Off the job learning is learning which is undertaken outside of the normal day-to-day working routine and contributes to the achievement of an apprenticeship. It can be delivered at the apprentice’s normal place of work or off-site.


Manager’s guide

All apprentices, regardless of age and experience, must have time at work to learn, develop and practise their new skills. This approach is supported by the 70:20:10 model of adult learning.

All apprenticeship programmes require all apprentices to demonstrate that they receive at least six hours per week of off-the-job learning during their apprenticeship.

The term ‘off-the-job’ learning sometimes causes some confusion and consternation with managers, wondering how they will manage their service when staff members will be regularly attending training courses.

The purpose of this guide is to explode the myths around the 'six hours per week' learning requirement and provide clear, common sense suggestions to enable apprentices to learn new skills and apply them in practice.

What do managers need to do?

Discuss and review learning requirements with your apprentice on a regular basis.
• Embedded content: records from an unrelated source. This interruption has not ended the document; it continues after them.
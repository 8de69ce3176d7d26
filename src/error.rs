//! Error taxonomy shared by every proxy route.
//!
//! Each variant maps to exactly one HTTP status so handlers can return
//! `Result<_, ProxyError>` and let the `IntoResponse` impl build the JSON body.
//! Per-row value parse failures are not represented here: they are recovered
//! in the series model as a missing value.

use axum::{
    http::StatusCode,
    response::{IntoResponse, Response},
    Json,
};
use serde::Serialize;
use serde_json::Value;
use thiserror::Error;
use utoipa::ToSchema;

#[derive(Debug, Error)]
pub enum ProxyError {
    /// One or more required query parameters are absent or empty.
    #[error("Missing required parameters: {}", .0.join(", "))]
    MissingParameter(Vec<String>),

    /// A parameter is present but malformed.
    #[error("Invalid parameter '{name}': {message}")]
    InvalidParameter { name: String, message: String },

    /// The static shared key header did not match.
    #[error("Authentication required")]
    Unauthorized,

    /// A server-held secret is not configured.
    #[error("{0} is not configured on the server")]
    MissingSecret(&'static str),

    /// The upstream answered, but without the expected aggregate container.
    #[error("Unexpected {upstream} response format: {message}")]
    UpstreamFormat {
        upstream: &'static str,
        message: String,
    },

    /// The upstream answered with a body we cannot use (not JSON, missing chart data).
    #[error("Invalid {upstream} payload: {message}")]
    InvalidPayload {
        upstream: &'static str,
        message: String,
        details: Option<Value>,
    },

    /// Non-2xx status from an upstream.
    #[error("{upstream} request failed with status {status}: {message}")]
    UpstreamStatus {
        upstream: &'static str,
        status: u16,
        message: String,
        details: Option<Value>,
    },

    #[error("{upstream} did not answer within {seconds}s")]
    UpstreamTimeout { upstream: &'static str, seconds: u64 },

    /// Network or decoding failure talking to an upstream.
    #[error("{upstream} transport error: {message}")]
    Transport {
        upstream: &'static str,
        message: String,
    },
}

impl ProxyError {
    pub fn invalid(name: impl Into<String>, message: impl Into<String>) -> Self {
        Self::InvalidParameter {
            name: name.into(),
            message: message.into(),
        }
    }

    pub fn status_code(&self) -> StatusCode {
        match self {
            Self::MissingParameter(_) | Self::InvalidParameter { .. } => StatusCode::BAD_REQUEST,
            Self::Unauthorized => StatusCode::UNAUTHORIZED,
            Self::MissingSecret(_) | Self::UpstreamFormat { .. } => {
                StatusCode::INTERNAL_SERVER_ERROR
            }
            Self::InvalidPayload { .. } | Self::Transport { .. } => StatusCode::BAD_GATEWAY,
            Self::UpstreamStatus { status, .. } => {
                StatusCode::from_u16(*status).unwrap_or(StatusCode::BAD_GATEWAY)
            }
            Self::UpstreamTimeout { .. } => StatusCode::GATEWAY_TIMEOUT,
        }
    }

    fn details(&self) -> Option<Value> {
        match self {
            Self::InvalidPayload { details, .. } | Self::UpstreamStatus { details, .. } => {
                details.clone()
            }
            _ => None,
        }
    }
}

/// JSON body returned for every failed request.
#[derive(Debug, Clone, Serialize, ToSchema)]
pub struct ErrorResponse {
    pub error: String,
    #[serde(skip_serializing_if = "Option::is_none")]
    #[schema(value_type = Option<Object>)]
    pub details: Option<Value>,
}

impl From<&ProxyError> for ErrorResponse {
    fn from(err: &ProxyError) -> Self {
        Self {
            error: err.to_string(),
            details: err.details(),
        }
    }
}

impl IntoResponse for ProxyError {
    fn into_response(self) -> Response {
        let status = self.status_code();
        if status.is_server_error() {
            tracing::error!(status = status.as_u16(), "{}", self);
        } else {
            tracing::debug!(status = status.as_u16(), "{}", self);
        }
        (status, Json(ErrorResponse::from(&self))).into_response()
    }
}
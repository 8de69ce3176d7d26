//! Yahoo Finance chart API client (no key required).

use crate::error::ProxyError;
use crate::infrastructure::http::{snippet, UpstreamHttp};
use serde_json::{json, Value};
use std::sync::Arc;
use tracing::{error, info};

const UPSTREAM: &str = "yahoo";

#[derive(Clone)]
pub struct YahooClient {
    http: Arc<UpstreamHttp>,
    base_url: String,
}

impl YahooClient {
    pub fn new(http: Arc<UpstreamHttp>, base_url: &str) -> Self {
        Self {
            http,
            base_url: base_url.trim_end_matches('/').to_string(),
        }
    }

    fn chart_url(&self, symbol: &str, period1: i64, period2: i64) -> Result<reqwest::Url, ProxyError> {
        let invalid = |message: String| ProxyError::Transport {
            upstream: UPSTREAM,
            message,
        };
        let mut url = reqwest::Url::parse(&format!("{}/v8/finance/chart/", self.base_url))
            .map_err(|e| invalid(format!("invalid base URL: {}", e)))?;
        url.path_segments_mut()
            .map_err(|_| invalid("base URL cannot carry a path".to_string()))?
            .pop_if_empty()
            .push(symbol);
        url.query_pairs_mut()
            .append_pair("period1", &period1.to_string())
            .append_pair("period2", &period2.to_string())
            .append_pair("interval", "1d")
            .append_pair("includePrePost", "true")
            .append_pair("events", "div,split");
        Ok(url)
    }

    /// GET /v8/finance/chart/{symbol}?period1&period2&interval=1d
    ///
    /// Returns the payload unchanged once `chart.result[0]` with `timestamp`
    /// and `indicators.quote[0]` has been found in it.
    pub async fn fetch_chart(&self, symbol: &str, period1: i64, period2: i64) -> Result<Value, ProxyError> {
        let url = self.chart_url(symbol, period1, period2)?;
        info!("Fetching Yahoo chart: {}", url);

        let request = self
            .http
            .client()
            .get(url)
            .header(reqwest::header::ACCEPT, "application/json");
        let response = self.http.send(UPSTREAM, request).await?;
        let status = response.status();
        let text = response
            .text()
            .await
            .map_err(|e| self.http.classify(UPSTREAM, e))?;

        let payload: Value = match serde_json::from_str(&text) {
            Ok(v) => v,
            Err(_) => {
                error!("Yahoo returned a non-JSON body: {}", snippet(&text, 500));
                return Err(ProxyError::InvalidPayload {
                    upstream: UPSTREAM,
                    message: format!("unexpected response format (status {})", status.as_u16()),
                    details: Some(json!({
                        "status": status.as_u16(),
                        "bodySnippet": snippet(&text, 200),
                    })),
                });
            }
        };

        if !status.is_success() {
            return Err(ProxyError::UpstreamStatus {
                upstream: UPSTREAM,
                status: status.as_u16(),
                message: "Yahoo Finance API error".to_string(),
                details: Some(payload),
            });
        }

        validate_chart(&payload)?;
        Ok(payload)
    }
}

/// Check `chart.result[0]`, its `timestamp` and `indicators.quote[0]`.
pub fn validate_chart(payload: &Value) -> Result<(), ProxyError> {
    let Some(result) = payload.pointer("/chart/result/0").filter(|r| !r.is_null()) else {
        let keys: Vec<&String> = payload.as_object().map(|o| o.keys().collect()).unwrap_or_default();
        return Err(ProxyError::InvalidPayload {
            upstream: UPSTREAM,
            message: "chart.result is missing - check the symbol".to_string(),
            details: Some(json!({ "gotKeys": keys })),
        });
    };

    let has_timestamps = result.get("timestamp").is_some_and(|t| t.is_array());
    let has_quote = result
        .pointer("/indicators/quote/0")
        .is_some_and(|q| !q.is_null());
    if !has_timestamps || !has_quote {
        return Err(ProxyError::InvalidPayload {
            upstream: UPSTREAM,
            message: "chart data is incomplete - the symbol may have no data in this range"
                .to_string(),
            details: None,
        });
    }
    Ok(())
}
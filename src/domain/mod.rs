//! Domain layer - series model and the page source seam.
//!
//! This module defines the transient entities created while answering one
//! statistics request:
//! - `SeriesQuery`: what to fetch (statistic code, cycle, range, sub-item)
//! - `PageRange` / `PageResult` / `Row`: one fetched page and its records
//! - `Series`: the merged, sorted label/value output
//!
//! Nothing here is persisted or shared between requests.

pub mod ecos_models;
pub mod market_models;

pub use ecos_models::*;
pub use market_models::*;

use crate::error::ProxyError;
use async_trait::async_trait;
use serde::{Deserialize, Serialize};
use std::fmt;
use std::str::FromStr;
use utoipa::ToSchema;

/// Sampling cycle of a statistic.
#[derive(Debug, Clone, Copy, PartialEq, Eq, Serialize, Deserialize, ToSchema)]
pub enum Cycle {
    #[serde(rename = "D")]
    Daily,
    #[serde(rename = "M")]
    Monthly,
    #[serde(rename = "Q")]
    Quarterly,
    #[serde(rename = "A")]
    Annual,
}

impl Cycle {
    pub const fn as_str(&self) -> &'static str {
        match self {
            Self::Daily => "D",
            Self::Monthly => "M",
            Self::Quarterly => "Q",
            Self::Annual => "A",
        }
    }
}

impl FromStr for Cycle {
    type Err = ProxyError;

    fn from_str(s: &str) -> Result<Self, Self::Err> {
        match s {
            "D" => Ok(Self::Daily),
            "M" => Ok(Self::Monthly),
            "Q" => Ok(Self::Quarterly),
            "A" => Ok(Self::Annual),
            other => Err(ProxyError::invalid(
                "cycle",
                format!("expected one of D, M, Q, A but got '{}'", other),
            )),
        }
    }
}

impl fmt::Display for Cycle {
    fn fmt(&self, f: &mut fmt::Formatter<'_>) -> fmt::Result {
        f.write_str(self.as_str())
    }
}

/// Identifies one statistics series.
///
/// Every component ends up as a URL path segment, so construction rejects
/// anything outside `[A-Za-z0-9_-]`.
///
/// # Examples
///
/// ```
/// use macro_data_gateway::domain::{Cycle, SeriesQuery};
///
/// let query = SeriesQuery::new("722Y001", Cycle::Daily, "20240101", "20240105", Some("0101000")).unwrap();
/// assert_eq!(query.path(), "722Y001/D/20240101/20240105/0101000");
/// ```
#[derive(Debug, Clone, PartialEq, Eq)]
pub struct SeriesQuery {
    stat_code: String,
    cycle: Cycle,
    start: String,
    end: String,
    item_code1: Option<String>,
}

impl SeriesQuery {
    pub fn new(
        stat_code: &str,
        cycle: Cycle,
        start: &str,
        end: &str,
        item_code1: Option<&str>,
    ) -> Result<Self, ProxyError> {
        let item_code1 = item_code1.filter(|s| !s.is_empty());
        check_segment("statCode", stat_code)?;
        check_segment("startDate", start)?;
        check_segment("endDate", end)?;
        if let Some(item) = item_code1 {
            check_segment("itemCode1", item)?;
        }

        Ok(Self {
            stat_code: stat_code.to_string(),
            cycle,
            start: start.to_string(),
            end: end.to_string(),
            item_code1: item_code1.map(str::to_string),
        })
    }

    pub fn stat_code(&self) -> &str {
        &self.stat_code
    }

    pub fn cycle(&self) -> Cycle {
        self.cycle
    }

    pub fn start(&self) -> &str {
        &self.start
    }

    pub fn end(&self) -> &str {
        &self.end
    }

    pub fn item_code1(&self) -> Option<&str> {
        self.item_code1.as_deref()
    }

    /// `{statCode}/{cycle}/{start}/{end}[/{itemCode1}]`
    pub fn path(&self) -> String {
        let mut path = format!(
            "{}/{}/{}/{}",
            self.stat_code, self.cycle, self.start, self.end
        );
        if let Some(item) = &self.item_code1 {
            path.push('/');
            path.push_str(item);
        }
        path
    }
}

fn check_segment(name: &str, value: &str) -> Result<(), ProxyError> {
    if value.is_empty() {
        return Err(ProxyError::MissingParameter(vec![name.to_string()]));
    }
    if !value
        .chars()
        .all(|c| c.is_ascii_alphanumeric() || c == '_' || c == '-')
    {
        return Err(ProxyError::invalid(
            name,
            "only ASCII letters, digits, '_' and '-' are allowed",
        ));
    }
    Ok(())
}

/// Inclusive, 1-based row index range of one page.
#[derive(Debug, Clone, Copy, PartialEq, Eq)]
pub struct PageRange {
    pub start: usize,
    pub end: usize,
}

impl PageRange {
    /// Range of the 1-based `page` for the given page size.
    pub fn for_page(page: usize, page_size: usize) -> Self {
        Self {
            start: (page - 1) * page_size + 1,
            end: page * page_size,
        }
    }
}

/// Number of pages needed to cover `total_count` rows, never less than one.
pub fn page_count(total_count: u64, page_size: usize) -> usize {
    let pages = total_count.div_ceil(page_size as u64);
    pages.max(1) as usize
}

/// One source record: a compact timestamp token and a raw value token.
#[derive(Debug, Clone, PartialEq, Eq)]
pub struct Row {
    pub time: String,
    pub value: String,
}

impl Row {
    pub fn new(time: impl Into<String>, value: impl Into<String>) -> Self {
        Self {
            time: time.into(),
            value: value.into(),
        }
    }

    /// `YYYYMMDD` becomes `YYYY-MM-DD`; any other token is kept verbatim.
    pub fn label(&self) -> String {
        let t = &self.time;
        if t.len() == 8 && t.is_char_boundary(4) && t.is_char_boundary(6) {
            format!("{}-{}-{}", &t[0..4], &t[4..6], &t[6..8])
        } else {
            t.clone()
        }
    }

    /// Parsed value, or `None` when the token is not a finite number.
    pub fn parsed_value(&self) -> Option<f64> {
        self.value
            .trim()
            .parse::<f64>()
            .ok()
            .filter(|v| v.is_finite())
    }
}

/// One fetched page with the total count reported alongside it.
#[derive(Debug, Clone, Default, PartialEq)]
pub struct PageResult {
    pub rows: Vec<Row>,
    pub total_count: u64,
}

/// What a page request produced, checked once at the boundary.
#[derive(Debug, Clone, PartialEq)]
pub enum PageOutcome {
    Container(PageResult),
    /// The aggregate container key was absent from the response.
    MissingContainer { reason: String },
}

impl PageOutcome {
    /// Rows of this page; a missing container counts as an empty page.
    pub fn into_rows(self) -> Vec<Row> {
        match self {
            Self::Container(page) => page.rows,
            Self::MissingContainer { .. } => Vec::new(),
        }
    }
}

/// Index-aligned labels and values, ascending by raw timestamp token.
#[derive(Debug, Clone, Default, PartialEq, Serialize, Deserialize, ToSchema)]
pub struct Series {
    pub labels: Vec<String>,
    /// `null` marks a value that was present but could not be parsed.
    pub values: Vec<Option<f64>>,
}

impl Series {
    /// Sort rows by raw token (plain string order) and convert each one.
    ///
    /// Duplicates are kept; the sort is stable.
    pub fn from_rows(mut rows: Vec<Row>) -> Self {
        rows.sort_by(|a, b| a.time.cmp(&b.time));
        let (labels, values) = rows
            .iter()
            .map(|row| (row.label(), row.parsed_value()))
            .unzip();
        Self { labels, values }
    }

    pub fn len(&self) -> usize {
        self.labels.len()
    }

    pub fn is_empty(&self) -> bool {
        self.labels.is_empty()
    }
}

/// A paged source of time-indexed rows.
///
/// Implementations must be thread-safe (`Send + Sync`) since pages are
/// requested concurrently.
///
/// # Implementations
///
/// See `infrastructure::ecos_client::EcosClient` for the ECOS implementation.
#[cfg_attr(test, mockall::automock)]
#[async_trait]
pub trait PageSource: Send + Sync {
    /// Fetch the rows in `range` for `query`.
    ///
    /// # Errors
    ///
    /// - `ProxyError::Transport` / `UpstreamStatus` / `UpstreamTimeout` when the
    ///   request itself fails
    /// - Never errors on a missing aggregate container (returns
    ///   `PageOutcome::MissingContainer` instead)
    async fn fetch_page(
        &self,
        query: &SeriesQuery,
        range: PageRange,
    ) -> Result<PageOutcome, ProxyError>;
}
Agree with them time at work to complete work-based assignments and give them opportunities to practise new skills and give them feedback on what they are doing well and areas to work on. This could be part of the quarterly review with your Hawk Training tutor.

How is this recorded?

An apprentice is responsible for ensuring that all off-the-job learning activity is recorded in their online learning log.
Hawk Training will ensure that apprentices have access to, and know how to update, the learning log. We will also regularly review how many hours are being recorded and share this information with an apprentice’s line manager.

Off-the-job learning – what it is not...

It’s not just about attendance at training courses, classes or workshops.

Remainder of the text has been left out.